I knew that Rich had gotten on this Ether kick, getting it from some medical supply salesman, putting it on a black glove and sniffing it, but I didn’t think he would be so presumptuous to bring it on the road trip. He had his head out the window the whole time, glove pressed to his face, eyes bulging out. He even got our other friend Dan on it too, the two of them floating like Bugs Bunny in the back seat.I honestly don’t remember exactly what the Ether smelled like, but it didn’t go away. If you go into the 7Eleven, the cloud goes with you too. Everyone in the same air is overcome with a sickly sweet feeling, a dreadful primordial memory of the scalpel or the obsidian blade sweeps through your mind. A man on Ether becomes dangerous simply by the way he smells, as if he has strapped dynamite to his body in a crowded place.I chose to ignore it and drove on, The Killer was probably just waking up in The Hyatt, ordering a grapefruit and corn flakes for breakfast, thinking of Crazy Arms and Whole Lotta Shakin Goin On.

By the time we had made it to Lake Shore Drive, the strange clicking noises in the Volvo transmission sounded like a machine gun mowing down midday traffic. It died right there overlooking the waves of Lake Michigan, and we pulled over to a little safety lane as the cars whizzed by us. We could still make the concert though and the AAA tow truck and roadside assistance got us all downtown to a mechanic. Neither of the two drivers who came to help mentioned the Ether smell, luckily the canister had run out after two hours on the highway and Rich and Dan were getting back to normal, talking again.

As we were in the little greasy mechanic’s office, swiping credit cards and making phone calls, the classic rock radio station announced Jerry Lee Lewis had cancelled the show. No reason was given, but tickets would be refunded by KPJY or the TicketMaster outlet.We spent three days in Chicago waiting for the mechanic, and went to the Checkerboard Lounge to see Junior Wells. The Volvo made it back to its ranch style home by the river, new fuel pump and rings for 200dollars.

Sunday, August 2, 2009

This Wheel’s on Fire

1980, Nevada, Iowa

I think it was a Buick K car, brown with four doors. I took it when the Econoline was not available, and we had sold the Fiat by then, a little death car.
I learned to drive when I was 11 or 12 on a C Farmall Tractor, mowing the pasture. You could get a special license when you were 14 years old back then, so I was already driving a car legally to and from school events early on. Drinking and driving, that great old Midwestern pastime.

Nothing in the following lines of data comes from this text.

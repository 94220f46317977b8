//! Crate-level error types.

use std::fmt;

/// Errors produced by the flycam crate.
///
/// Every variant except [`Io`](Self::Io) and
/// [`OptionsParse`](Self::OptionsParse) is a local precondition violation:
/// the caller passed inputs that cannot describe a camera, and retrying
/// with the same inputs fails the same way.
#[derive(Debug)]
pub enum CameraError {
    /// Projection parameters do not describe a valid frustum.
    InvalidFrustum {
        /// Which constraint was violated.
        reason: String,
    },
    /// A near-zero or non-finite vector was used where a direction is
    /// required.
    DegenerateVector {
        /// What the vector was supposed to be.
        context: &'static str,
    },
    /// A rotation basis collapsed or picked up non-finite components.
    InvalidOrientation {
        /// Which step detected the problem.
        context: &'static str,
    },
    /// Generic I/O failure.
    Io(std::io::Error),
    /// TOML options parsing/serialization failure.
    OptionsParse(String),
}

impl CameraError {
    pub(crate) fn frustum(reason: impl Into<String>) -> Self {
        Self::InvalidFrustum {
            reason: reason.into(),
        }
    }
}

impl fmt::Display for CameraError {
    fn fmt(&self, f: &mut fmt::Formatter<'_>) -> fmt::Result {
        match self {
            Self::InvalidFrustum { reason } => {
                write!(f, "invalid frustum: {reason}")
            }
            Self::DegenerateVector { context } => {
                write!(f, "degenerate vector: {context}")
            }
            Self::InvalidOrientation { context } => {
                write!(f, "invalid orientation: {context}")
            }
            Self::Io(e) => write!(f, "I/O error: {e}"),
            Self::OptionsParse(msg) => {
                write!(f, "options parse error: {msg}")
            }
        }
    }
}

impl std::error::Error for CameraError {
    fn source(&self) -> Option<&(dyn std::error::Error + 'static)> {
        match self {
            Self::Io(e) => Some(e),
            _ => None,
        }
    }
}

impl From<std::io::Error> for CameraError {
    fn from(e: std::io::Error) -> Self {
        Self::Io(e)
    }
}
// -- Lint policy ---------------------------------------------------------
// This is the single source of truth for crate-wide lints.

// Broad lint groups
#![deny(clippy::all)]
#![deny(clippy::pedantic)]
#![deny(clippy::nursery)]
// Documentation
#![deny(missing_docs)]
#![deny(rustdoc::broken_intra_doc_links)]
#![deny(rustdoc::private_intra_doc_links)]
#![deny(rustdoc::bare_urls)]
// No panicking in library code
#![deny(clippy::unwrap_used)]
#![deny(clippy::expect_used)]
#![deny(clippy::panic)]
#![deny(clippy::todo)]
#![deny(clippy::unimplemented)]
#![cfg_attr(test, allow(clippy::unwrap_used, clippy::expect_used))]
// No debug/print artifacts
#![deny(clippy::dbg_macro)]
#![deny(clippy::print_stdout)]
#![deny(clippy::print_stderr)]
// Import hygiene
#![deny(clippy::wildcard_imports)]
// Complexity limits
#![deny(clippy::cognitive_complexity)]
#![deny(clippy::too_many_lines)]
#![deny(clippy::excessive_nesting)]
// Function signature hygiene
#![deny(clippy::too_many_arguments)]
#![deny(clippy::fn_params_excessive_bools)]
// Clone / pass-by-value hygiene
#![deny(clippy::needless_pass_by_value)]
#![deny(clippy::implicit_clone)]
// String hygiene
#![deny(clippy::inefficient_to_string)]
#![deny(clippy::redundant_closure_for_method_calls)]
#![deny(clippy::manual_string_new)]
#![deny(clippy::str_to_string)]
// Cargo lints (warn, not deny since cargo lints can be noisy)
#![warn(clippy::cargo)]
// Unused / redundant code
#![deny(unused_results)]
#![deny(unused_qualifications)]
// Cast hygiene
#![deny(trivial_casts)]
#![deny(trivial_numeric_casts)]
// Graphics math compares floats against exact constants and casts freely
#![allow(clippy::float_cmp)]
#![allow(clippy::cast_precision_loss)]
#![allow(clippy::module_name_repetitions)]

//! Free-flying 3D camera built on glam.
//!
//! Flycam keeps an orthonormal orientation basis, turns incremental
//! rotation and translation input into FPS-style camera motion, and derives
//! the view and projection matrices a renderer uploads each frame. Window
//! creation, input polling and GPU upload stay with the caller.
//!
//! # Key entry points
//!
//! - [`camera::Camera`] - orientation, position and transform bookkeeping
//! - [`camera::FlyController`] - maps one frame of input onto the camera
//! - [`input::InputProcessor`] - folds raw window events into
//!   [`input::FrameInput`] snapshots
//! - [`options::Options`] - TOML-backed configuration (projection, speeds,
//!   key bindings)
//!
//! # Frame protocol
//!
//! Rotation and translation calls only touch the orientation basis and the
//! position. The view matrix is rebuilt by an explicit
//! [`camera::Camera::update_view_matrix`] commit, so any number of
//! `rotate`/`move_*` calls can be batched before a single rebuild:
//!
//! ```
//! use flycam::camera::Camera;
//! use flycam::math::vector::WORLD_Y;
//! use glam::Vec3;
//!
//! # fn main() -> Result<(), flycam::CameraError> {
//! let mut camera = Camera::new();
//! camera.set_perspective_projection(70.0, 16.0 / 9.0, 0.05, 256.0)?;
//! camera.look_at(Vec3::new(0.0, 0.0, 5.0), Vec3::ZERO, WORLD_Y)?;
//!
//! camera.rotate(2.0, -5.0, 0.0)?;
//! camera.move_forward(0.0, 0.0, -0.15)?;
//! camera.update_view_matrix();
//!
//! let view: [f32; 16] = camera.view_matrix().to_cols_array();
//! let projection: [f32; 16] = camera.projection_matrix().to_cols_array();
//! # let _ = (view, projection);
//! # Ok(())
//! # }
//! ```
//!
//! The camera is single-threaded state with no interior locking. Matrices
//! are handed out by value, so a reader never sees a half-built transform.

pub mod camera;
pub mod error;
pub mod input;
pub mod math;
pub mod options;
pub mod util;

pub use error::CameraError;
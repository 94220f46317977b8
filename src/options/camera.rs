use glam::Vec3;
use schemars::JsonSchema;
use serde::{Deserialize, Serialize};

use crate::error::CameraError;
use crate::math::vector::WORLD_Y;
use crate::math::{DepthRange, PerspectiveParams, RotationBasis};

#[derive(Debug, Clone, Serialize, Deserialize, PartialEq, JsonSchema)]
#[schemars(title = "Camera", inline)]
#[serde(default)]
/// Camera projection, control and start-pose parameters.
pub struct CameraOptions {
    /// Vertical field of view in degrees.
    #[schemars(title = "Field of View", range(min = 20.0, max = 120.0), extend("step" = 1.0))]
    pub fovy: f32,
    /// Viewport aspect ratio (width / height). Replaced on window resize.
    #[schemars(skip)]
    pub aspect: f32,
    /// Near clipping plane distance.
    #[schemars(skip)]
    pub znear: f32,
    /// Far clipping plane distance.
    #[schemars(skip)]
    pub zfar: f32,
    /// Clip-space depth convention of the projection.
    #[schemars(skip)]
    pub depth_range: DepthRange,
    /// Translation speed in world units per second.
    #[schemars(title = "Move Speed", range(min = 0.5, max = 50.0), extend("step" = 0.5))]
    pub move_speed: f32,
    /// Mouse look sensitivity in degrees per mouse count.
    #[schemars(title = "Look Speed", range(min = 0.01, max = 0.5), extend("step" = 0.01))]
    pub look_speed: f32,
    /// Arrow-key look rate in degrees per second.
    #[schemars(title = "Key Look Speed", range(min = 10.0, max = 180.0), extend("step" = 5.0))]
    pub key_look_speed: f32,
    /// Roll rate in degrees per second.
    #[schemars(title = "Roll Speed", range(min = 5.0, max = 180.0), extend("step" = 5.0))]
    pub roll_speed: f32,
    /// Negate vertical look input.
    #[schemars(title = "Invert Pitch")]
    pub invert_pitch: bool,
    /// Initial eye position.
    #[schemars(skip)]
    pub start_position: [f32; 3],
    /// Initial look-at target.
    #[schemars(skip)]
    pub start_target: [f32; 3],
}

impl Default for CameraOptions {
    fn default() -> Self {
        Self {
            fovy: 70.0,
            aspect: 16.0 / 9.0,
            znear: 0.05,
            zfar: 256.0,
            depth_range: DepthRange::NegativeOneToOne,
            move_speed: 9.0,
            look_speed: 0.08,
            key_look_speed: 60.0,
            roll_speed: 45.0,
            invert_pitch: false,
            start_position: [0.0, 0.0, 5.0],
            start_target: [0.0, 0.0, 0.0],
        }
    }
}

impl CameraOptions {
    /// Projection parameters described by these options.
    #[must_use]
    pub fn perspective(&self) -> PerspectiveParams {
        PerspectiveParams {
            fovy: self.fovy,
            aspect: self.aspect,
            znear: self.znear,
            zfar: self.zfar,
        }
    }

    /// Check the projection parameters and that the start pose yields an
    /// upright frame. A start position equal to the target, or straight
    /// above or below it, has no usable heading.
    pub fn validate(&self) -> Result<(), CameraError> {
        self.perspective().validate()?;
        let eye = Vec3::from_array(self.start_position);
        let target = Vec3::from_array(self.start_target);
        if eye == target {
            return Err(CameraError::DegenerateVector {
                context: "start position equals start target",
            });
        }
        let _ = RotationBasis::look_at(eye, target, WORLD_Y).map_err(|_| {
            CameraError::DegenerateVector {
                context: "start view direction is vertical",
            }
        })?;
        Ok(())
    }
}
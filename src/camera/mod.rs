//! Camera system for free-flying 3D viewing.
//!
//! Provides the orientation/transform bookkeeping of a first-person camera,
//! fly controls driven by per-frame input, and frustum culling.

/// First-person fly controller mapping frame input onto the camera.
pub mod controller;
/// Core camera struct and GPU uniform types.
pub mod core;
/// View frustum extraction and intersection tests.
pub mod frustum;

pub use controller::FlyController;
pub use self::core::{
    Camera, CameraUniform, MAX_SAFE_PITCH, MAX_SAFE_ROLL, PARALLEL_DOT_TOLERANCE,
};
pub use frustum::{Frustum, Plane};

We lived a couple miles out of town. At the end of the paved road, right where the driveway to Indian Creek Country Club begins, lined with poplars by the driving range, you turn left onto gravel. I took the turn too fast and slid sideways into the ditch, the car turning completely upside down with me in it. It was 3 o’clock in the morning and I was blind drunk.

I managed to climb out a window and reach the road. I looked down at the bottom of the car and decided to do one thing: get all four tires spinning at the same time, which I did and then stood back watching and laughing.

The only thing I could do was head up the driveway and wake up my boss and his wife who lived in a trailer next to the clubhouse. I went and they woke up grumbling but more concerned that I wasn’t hurt, no concussion or anything. They called my Dad and told him what happened, so he came and took me home. While I was sleeping, the tow truck came and pulled the car out of the ditch. The police also came, as was routine with any accident, and my Dad soberly explained to Capt. Johnson how he had lost control in the turn, but was not injured in any way and thanks for coming Steve, say hello to Katie and the kids for me.